▸ ABOUT THIS TASK:
Filter the entries below, keeping every line that has the word "sync".

▸ RECORD EXCERPTS:
▼
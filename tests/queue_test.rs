use threadmill::prelude::*;

use std::sync::Arc;
use std::thread;
use std::time::Duration;

fn unwrap_task<R: Send + 'static>(mut task: Task<R>) -> R {
    let handle = task.handle();
    task.invoke();
    handle.wait().unwrap()
}

#[test]
fn fifo_ordering() {
    let fifo = TaskQueue::new(TaskPolicy::Fifo);

    fifo.emplace(|| 0);
    fifo.emplace(|| 1);
    fifo.emplace(|| 2);

    assert_eq!(unwrap_task(fifo.pop()), 0);
    assert_eq!(unwrap_task(fifo.pop()), 1);
    assert_eq!(unwrap_task(fifo.pop()), 2);
}

#[test]
fn lifo_ordering() {
    let lifo = TaskQueue::new(TaskPolicy::Lifo);

    lifo.emplace(|| 0);
    lifo.emplace(|| 1);
    lifo.emplace(|| 2);

    assert_eq!(unwrap_task(lifo.pop()), 2);
    assert_eq!(unwrap_task(lifo.pop()), 1);
    assert_eq!(unwrap_task(lifo.pop()), 0);
}

#[test]
fn prio_ordering() {
    let prio = TaskQueue::new(TaskPolicy::Prio);

    prio.push(Task::with_priority(|| 0, -1));
    prio.push(Task::with_priority(|| 1, 1));
    prio.push(Task::new(|| 2));

    assert_eq!(unwrap_task(prio.pop()), 1);
    assert_eq!(unwrap_task(prio.pop()), 2);
    assert_eq!(unwrap_task(prio.pop()), 0);
}

#[test]
fn prio_dequeue_is_non_increasing() {
    let prio = TaskQueue::new(TaskPolicy::Prio);

    let priorities = [3i8, -7, 0, 127, -128, 0, 3, 12];
    for p in priorities {
        prio.push(Task::with_priority(move || p, p));
    }

    let mut last = i8::MAX;
    for _ in 0..priorities.len() {
        let p = unwrap_task(prio.pop());
        assert!(p <= last);
        last = p;
    }
}

#[test]
fn rand_conserves_tasks() {
    let rand = TaskQueue::new(TaskPolicy::Rand);

    for i in 0..32 {
        rand.emplace(move || i);
    }

    let mut seen: Vec<i32> = (0..32).map(|_| unwrap_task(rand.pop())).collect();
    seen.sort_unstable();
    assert_eq!(seen, (0..32).collect::<Vec<_>>());
    assert!(rand.is_empty());
}

#[test]
fn pop_for_zero_returns_promptly() {
    let queue: TaskQueue<i32> = TaskQueue::new(TaskPolicy::Fifo);
    assert!(queue.pop_for(Duration::ZERO).is_none());
}

#[test]
fn pop_for_sees_concurrent_push() {
    let queue: Arc<TaskQueue<i32>> = Arc::new(TaskQueue::new(TaskPolicy::Fifo));

    let producer = {
        let queue = Arc::clone(&queue);
        thread::spawn(move || {
            thread::sleep(Duration::from_millis(50));
            queue.emplace(|| 9);
        })
    };

    let task = queue.pop_for(Duration::from_secs(5));
    producer.join().unwrap();

    assert_eq!(unwrap_task(task.expect("push should arrive in time")), 9);
}

#[test]
fn pop_until_predicate_wins_over_pending_work() {
    let queue: TaskQueue<i32> = TaskQueue::new(TaskPolicy::Fifo);
    queue.emplace(|| 1);

    assert!(queue.pop_until(|| true).is_none());
    assert_eq!(queue.size(), 1);
}

#[test]
fn wakeup_all_releases_predicate_waiters() {
    let queue: Arc<TaskQueue<i32>> = Arc::new(TaskQueue::new(TaskPolicy::Fifo));
    let stop = Arc::new(std::sync::atomic::AtomicBool::new(false));

    let waiter = {
        let queue = Arc::clone(&queue);
        let stop = Arc::clone(&stop);
        thread::spawn(move || queue.pop_until(|| stop.load(std::sync::atomic::Ordering::Acquire)))
    };

    thread::sleep(Duration::from_millis(50));
    stop.store(true, std::sync::atomic::Ordering::Release);
    queue.wakeup_all();

    assert!(waiter.join().unwrap().is_none());
}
▲
▸ OUTPUT FOR THIS TASK:
use std::sync::Arc;
    let stop = Arc::new(std::sync::atomic::AtomicBool::new(false));
        thread::spawn(move || queue.pop_until(|| stop.load(std::sync::atomic::Ordering::Acquire)))
    stop.store(true, std::sync::atomic::Ordering::Release);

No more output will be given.